Hommage à Tommaso PADOA-SCHIOPPA

, par David Soldini

Trop peu connu en France, Tommaso Padoa-Schioppa est considéré comme le père de l’euro, la devise officielle de l’Union européenne. Directeur général pour l’Économie et les Affaires financières à la Commission européenne, il fut aussi ministre de l’Économie et des Finances du second gouvernement Prodi, président du comité directeur du FMI, membre du directoire de la Banque centrale européenne, et président du think tank « Notre Europe ». Padoa-Schioppa s’est éteint le 18 décemcembre 2010 à l’age de soixante-dix ans. Le Taurillon a voulu rendre hommage à ce grand acteur de la construction européenne.

Notre début de siècle est marqué par le triomphe apparent de l’inconstance politique, de la plasticité des idées, par le succès de ceux capables de changer d’opinion au rythme de Mme. Michu, de se plier, se courber, s’échiner jusqu’à se fondre en elle. La politique est devenue affaire superficielle et pour durer il faut l’être.

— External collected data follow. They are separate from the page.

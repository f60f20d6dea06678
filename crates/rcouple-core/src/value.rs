//! Array values exchanged through the model interface.
//!
//! The coupling engine treats values as opaque payloads described only by their element
//! type and shape. [`Value`] wraps an [`ndarray::ArrayD`] for each supported element type.

use crate::errors::{CouplerError, CouplerResult};
use ndarray::{Array1, ArrayD, IxDyn};
use serde::{Deserialize, Serialize};
use std::fmt;

/// Element type of a variable
#[derive(Debug, Clone, Copy, PartialEq, Eq, Hash, Serialize, Deserialize)]
pub enum VarType {
    Float64,
    Float32,
    Int64,
    Int32,
}

impl VarType {
    /// The numpy-compatible name of the type
    pub fn name(&self) -> &'static str {
        match self {
            VarType::Float64 => "float64",
            VarType::Float32 => "float32",
            VarType::Int64 => "int64",
            VarType::Int32 => "int32",
        }
    }

    /// Size of a single element in bytes
    pub fn item_size(&self) -> usize {
        match self {
            VarType::Float64 | VarType::Int64 => 8,
            VarType::Float32 | VarType::Int32 => 4,
        }
    }
}

impl fmt::Display for VarType {
    fn fmt(&self, f: &mut fmt::Formatter<'_>) -> fmt::Result {
        f.write_str(self.name())
    }
}

/// A variable's values
#[derive(Debug, Clone, PartialEq, Serialize, Deserialize)]
pub enum Value {
    Float64(ArrayD<f64>),
    Float32(ArrayD<f32>),
    Int64(ArrayD<i64>),
    Int32(ArrayD<i32>),
}

macro_rules! with_array {
    ($value:expr, $arr:ident => $body:expr) => {
        match $value {
            Value::Float64($arr) => $body,
            Value::Float32($arr) => $body,
            Value::Int64($arr) => $body,
            Value::Int32($arr) => $body,
        }
    };
}

impl Value {
    /// A zero-dimensional float value
    pub fn scalar(value: f64) -> Self {
        Value::Float64(ArrayD::from_elem(IxDyn(&[]), value))
    }

    /// A one-dimensional float value
    pub fn from_vec(values: Vec<f64>) -> Self {
        Value::Float64(Array1::from(values).into_dyn())
    }

    pub fn var_type(&self) -> VarType {
        match self {
            Value::Float64(_) => VarType::Float64,
            Value::Float32(_) => VarType::Float32,
            Value::Int64(_) => VarType::Int64,
            Value::Int32(_) => VarType::Int32,
        }
    }

    pub fn shape(&self) -> &[usize] {
        with_array!(self, arr => arr.shape())
    }

    /// Number of dimensions (0 for a scalar)
    pub fn rank(&self) -> usize {
        with_array!(self, arr => arr.ndim())
    }

    /// Total number of elements
    pub fn size(&self) -> usize {
        with_array!(self, arr => arr.len())
    }

    /// Number of bytes occupied by the elements
    pub fn nbytes(&self) -> usize {
        self.size() * self.var_type().item_size()
    }

    pub fn as_f64(&self) -> Option<&ArrayD<f64>> {
        match self {
            Value::Float64(arr) => Some(arr),
            _ => None,
        }
    }

    /// Gather the elements at `indices` into a one-dimensional value.
    ///
    /// Each index holds one position per dimension of the value.
    pub fn at_indices(&self, indices: &[Vec<usize>]) -> CouplerResult<Value> {
        Ok(match self {
            Value::Float64(arr) => Value::Float64(gather(arr, indices)?),
            Value::Float32(arr) => Value::Float32(gather(arr, indices)?),
            Value::Int64(arr) => Value::Int64(gather(arr, indices)?),
            Value::Int32(arr) => Value::Int32(gather(arr, indices)?),
        })
    }

    /// Scatter `source` into the elements at `indices`.
    ///
    /// `source` must hold one element per index, or a single element which is used for
    /// every index.
    pub fn set_at_indices(&mut self, indices: &[Vec<usize>], source: &Value) -> CouplerResult<()> {
        match (self, source) {
            (Value::Float64(dst), Value::Float64(src)) => scatter(dst, indices, src),
            (Value::Float32(dst), Value::Float32(src)) => scatter(dst, indices, src),
            (Value::Int64(dst), Value::Int64(src)) => scatter(dst, indices, src),
            (Value::Int32(dst), Value::Int32(src)) => scatter(dst, indices, src),
            (dst, src) => Err(type_mismatch(dst, src)),
        }
    }

    /// Overwrite all elements with those of `source`.
    ///
    /// A single-element source is broadcast uniformly. A source with the same number of
    /// elements but a different shape is copied in logical (row-major) order.
    pub fn assign(&mut self, source: &Value) -> CouplerResult<()> {
        match (self, source) {
            (Value::Float64(dst), Value::Float64(src)) => assign_array(dst, src),
            (Value::Float32(dst), Value::Float32(src)) => assign_array(dst, src),
            (Value::Int64(dst), Value::Int64(src)) => assign_array(dst, src),
            (Value::Int32(dst), Value::Int32(src)) => assign_array(dst, src),
            (dst, src) => Err(type_mismatch(dst, src)),
        }
    }

    /// Copy a float value into `target`, following the rules of [`Value::assign`]
    pub fn copy_into(&self, target: &mut ArrayD<f64>) -> CouplerResult<()> {
        match self {
            Value::Float64(src) => assign_array(target, src),
            other => Err(CouplerError::TypeMismatch {
                expected: VarType::Float64.to_string(),
                found: other.var_type().to_string(),
            }),
        }
    }
}

impl From<ArrayD<f64>> for Value {
    fn from(value: ArrayD<f64>) -> Self {
        Value::Float64(value)
    }
}

fn type_mismatch(expected: &Value, found: &Value) -> CouplerError {
    CouplerError::TypeMismatch {
        expected: expected.var_type().to_string(),
        found: found.var_type().to_string(),
    }
}

fn gather<T: Clone>(arr: &ArrayD<T>, indices: &[Vec<usize>]) -> CouplerResult<ArrayD<T>> {
    let values = indices
        .iter()
        .map(|index| {
            arr.get(index.as_slice())
                .cloned()
                .ok_or_else(|| CouplerError::IndexOutOfBounds {
                    index: index.clone(),
                    shape: arr.shape().to_vec(),
                })
        })
        .collect::<CouplerResult<Vec<T>>>()?;
    Ok(Array1::from(values).into_dyn())
}

fn scatter<T: Clone>(
    arr: &mut ArrayD<T>,
    indices: &[Vec<usize>],
    source: &ArrayD<T>,
) -> CouplerResult<()> {
    let uniform = source.len() == 1;
    if !uniform && source.len() != indices.len() {
        return Err(CouplerError::ShapeMismatch {
            expected: vec![indices.len()],
            found: source.shape().to_vec(),
        });
    }

    // Validate every index before writing anything
    let shape = arr.shape().to_vec();
    if let Some(bad) = indices.iter().find(|index| arr.get(index.as_slice()).is_none()) {
        return Err(CouplerError::IndexOutOfBounds {
            index: bad.clone(),
            shape,
        });
    }

    let values: Vec<T> = source.iter().cloned().collect();
    for (i, index) in indices.iter().enumerate() {
        let value = if uniform { &values[0] } else { &values[i] };
        if let Some(slot) = arr.get_mut(index.as_slice()) {
            *slot = value.clone();
        }
    }
    Ok(())
}

fn assign_array<T: Clone>(dst: &mut ArrayD<T>, src: &ArrayD<T>) -> CouplerResult<()> {
    if dst.shape() == src.shape() {
        dst.assign(src);
    } else if src.len() == 1 {
        if let Some(value) = src.iter().next() {
            dst.fill(value.clone());
        }
    } else if dst.len() == src.len() {
        dst.iter_mut()
            .zip(src.iter())
            .for_each(|(d, s)| *d = s.clone());
    } else {
        return Err(CouplerError::ShapeMismatch {
            expected: dst.shape().to_vec(),
            found: src.shape().to_vec(),
        });
    }
    Ok(())
}
//! State transitions for a match.
//!
//! Every transition takes the current [`MatchState`] and produces the
//! next one. Nothing here blocks, sleeps or touches global state; the
//! only randomness is the injected generator used to pick who opens.

use super::action::{Move, RejectReason};
use super::contracts::{Contract, MoveContract};
use super::rules::{evaluate, find_connection, is_full};
use super::state::{Contestant, MatchSetup, MatchState, Outcome};
use super::tuning::Tuning;
use super::types::{Board, Cell, Side, Sides};
use super::Position;
use rand::Rng;
use serde::{Deserialize, Serialize};
use tracing::{debug, info, instrument};

/// Something a front end may want to react to, such as playing a sound.
#[derive(Debug, Clone, PartialEq, Eq, Serialize, Deserialize)]
pub enum MatchEvent {
    /// A marker was placed.
    Placed(Move),
    /// The move completed a connection; positions in row-major order.
    Connected(Vec<Position>),
    /// The board filled up and was cleared.
    BoardRefilled {
        /// Fill count after this clear.
        fill_count: u32,
    },
    /// The match ended with this outcome.
    Finished(Outcome),
}

/// An accepted move: the next state plus what happened on the way.
#[derive(Debug, Clone)]
pub struct MoveReport {
    state: MatchState,
    events: Vec<MatchEvent>,
}

impl MoveReport {
    /// The state after the move.
    pub fn state(&self) -> &MatchState {
        &self.state
    }

    /// Events in the order they occurred.
    pub fn events(&self) -> &[MatchEvent] {
        &self.events
    }

    /// Whether the move scored a connection.
    pub fn scored(&self) -> bool {
        self.events
            .iter()
            .any(|event| matches!(event, MatchEvent::Connected(_)))
    }

    /// Consumes the report, returning the next state.
    pub fn into_state(self) -> MatchState {
        self.state
    }
}

impl MatchState {
    /// Starts a match.
    ///
    /// Both sides get the starting balance for the setup's difficulty.
    /// The opening side is drawn from `rng` with even odds.
    #[instrument(skip(setup, rng), fields(difficulty = %setup.difficulty(), mode = ?setup.mode()))]
    pub fn new<R: Rng + ?Sized>(setup: MatchSetup, tuning: Tuning, rng: &mut R) -> Self {
        let difficulty = *setup.difficulty();
        let mode = *setup.mode();
        let balance = tuning.starting_balance(difficulty);
        let to_move = if rng.random_bool(0.5) {
            Side::First
        } else {
            Side::Second
        };

        let contestants = Sides::new(
            Contestant::new(setup.first(), balance, mode.is_computer(Side::First)),
            Contestant::new(setup.second(), balance, mode.is_computer(Side::Second)),
        );

        info!(balance, opener = %to_move, "Match initialized");

        Self {
            board: Board::new(),
            contestants,
            to_move,
            difficulty,
            mode,
            tuning,
            history: Vec::new(),
            highlight: None,
            fill_count: 0,
            cleared_at: 0,
            ties_resolved: 0,
            over: false,
            outcome: Outcome::Undecided,
        }
    }

    /// Starts a fresh match with the same contestants, mode and tuning.
    #[instrument(skip(self, rng))]
    pub fn restart<R: Rng + ?Sized>(&self, rng: &mut R) -> Self {
        Self::new(self.setup(), self.tuning, rng)
    }

    /// Plays the side to act at `position`.
    ///
    /// Returns the unchanged state if the move is rejected.
    #[instrument(skip(self), fields(side = %self.to_move))]
    pub fn apply_move(self, position: Position) -> Self {
        match self.play(position) {
            Ok(report) => report.into_state(),
            Err(reason) => {
                debug!(%reason, "Move rejected");
                self
            }
        }
    }

    /// Plays the side to act at `position`, reporting what happened.
    ///
    /// # Errors
    ///
    /// Returns the [`RejectReason`] if the match is over, the cell is
    /// taken or the mover is bankrupt. `self` is never modified.
    pub fn play(&self, position: Position) -> Result<MoveReport, RejectReason> {
        self.submit(Move::new(self.to_move, position))
    }

    /// Applies a move on behalf of a specific side.
    ///
    /// Like [`MatchState::play`], but also rejects a move from the side
    /// that is not currently acting.
    ///
    /// # Errors
    ///
    /// Returns the [`RejectReason`] for the first failed precondition.
    #[instrument(skip(self), fields(mov = %action))]
    pub fn submit(&self, action: Move) -> Result<MoveReport, RejectReason> {
        MoveContract::pre(self, &action)?;

        let side = action.side;
        let tuning = self.tuning;
        let mut next = self.clone();
        let mut events = vec![MatchEvent::Placed(action)];

        next.board.set(action.position, Cell::Occupied(side));
        next.history.push(action);
        next.contestants[side].purse_mut().charge(tuning.move_cost());

        if let Some(run) = find_connection(&next.board, action.position, side) {
            next.contestants[side].purse_mut().score(tuning.reward());
            info!(%side, cells = run.len(), "Connection scored");
            events.push(MatchEvent::Connected(run.clone()));
            next.highlight = Some(run);
        }

        if is_full(&next.board) {
            next.clear_board();
            info!(fill_count = next.fill_count, "Board full, cleared");
            events.push(MatchEvent::BoardRefilled {
                fill_count: next.fill_count,
            });
        }

        next.to_move = side.opponent();

        next.outcome = evaluate(next.purses());
        next.over = next.outcome != Outcome::Undecided;
        if next.over {
            info!(outcome = %next.outcome, "Match finished");
            events.push(MatchEvent::Finished(next.outcome));
        }

        #[cfg(debug_assertions)]
        MoveContract::post(self, &next)?;

        Ok(MoveReport {
            state: next,
            events,
        })
    }

    /// Turns a tie into continued play.
    ///
    /// Both sides receive the tie bonus, the board is cleared and the
    /// match resumes. Any other outcome is left untouched.
    #[instrument(skip(self), fields(outcome = %self.outcome))]
    pub fn resolve_tie(mut self) -> Self {
        if !self.outcome.is_tie() {
            debug!("No tie to resolve");
            return self;
        }

        let bonus = self.tuning.tie_bonus();
        for side in Side::BOTH {
            self.contestants[side].purse_mut().credit(bonus);
        }
        self.clear_board();
        self.ties_resolved += 1;
        self.over = false;
        self.outcome = Outcome::Undecided;

        info!(bonus, ties_resolved = self.ties_resolved, "Tie resolved, play continues");
        self
    }

    /// Drops the connection highlight.
    #[instrument(skip(self))]
    pub fn clear_highlight(mut self) -> Self {
        self.highlight = None;
        self
    }

    fn clear_board(&mut self) {
        self.board = Board::new();
        self.fill_count += 1;
        self.cleared_at = self.history.len();
    }
}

Tommaso Padoa Schioppa n’était pas de ceux-là. Pour autant, il n’était pas rigide, borné ou buté. Il était simplement constant et fidèle aux idées qu’il retenait justes. Un de ces hommes convaincu qu’un idéal politique sert à autre chose qu’à gagner une élection ou faire monter une côte de popularité ; convaincu que pour espérer voir l’humanité progresser il convient de faire autre chose que simplement se faire élire ; convaincu aussi que pour se forger ces idéaux nécessaires et durables l’homme politique doit faire preuve de raison et de tempérance, résister aux sirènes du populisme. En un mot, il était un homme rare.

Tommaso Padoa-Schioppa cultivait par dessus tout un idéal : le fédéralisme ou le rêve d’une Europe et d’un monde unis pour affronter le pire et construire le meilleur. Cultiver un idéal voulait dire pour lui œuvrer chaque jour pour le voir grandir, se développer, au risque d’affronter des géants et des molochs, même au risque d’échouer et de devoir douloureusement se relever après chaque défaite. Ces traits de caractère ont fait de lui un homme qui a changé le monde et qui continue par delà sa disparition physique à le changer encore et pour toujours.

Le lecteur français pourra être surpris d’un tel hommage à un homme si peu connu en France. Pourtant, Tommaso était véritablement un Hercule même s’il se plaisait à cultiver la discrétion. Si aujourd’hui nous vivons dans un continent apaisé, nous le devons à des hommes comme lui. Tommaso fut le Jean Monnet de l’euro, un architecte affable autant que tenace, un guide et un inspirateur pour une classe politique toujours plus tourmentée par ses démons électoralistes. Conscient de participer à la plus grande œuvre politique du vingtième siècle, il a consacré sa vie et toute son énergie à la construction européenne et peu importaient la gloire et les hommages. Peut être n’aurait il d’ailleurs pas aimé le mien. Qu’à cela ne tienne, il le mérite et bien plus encore.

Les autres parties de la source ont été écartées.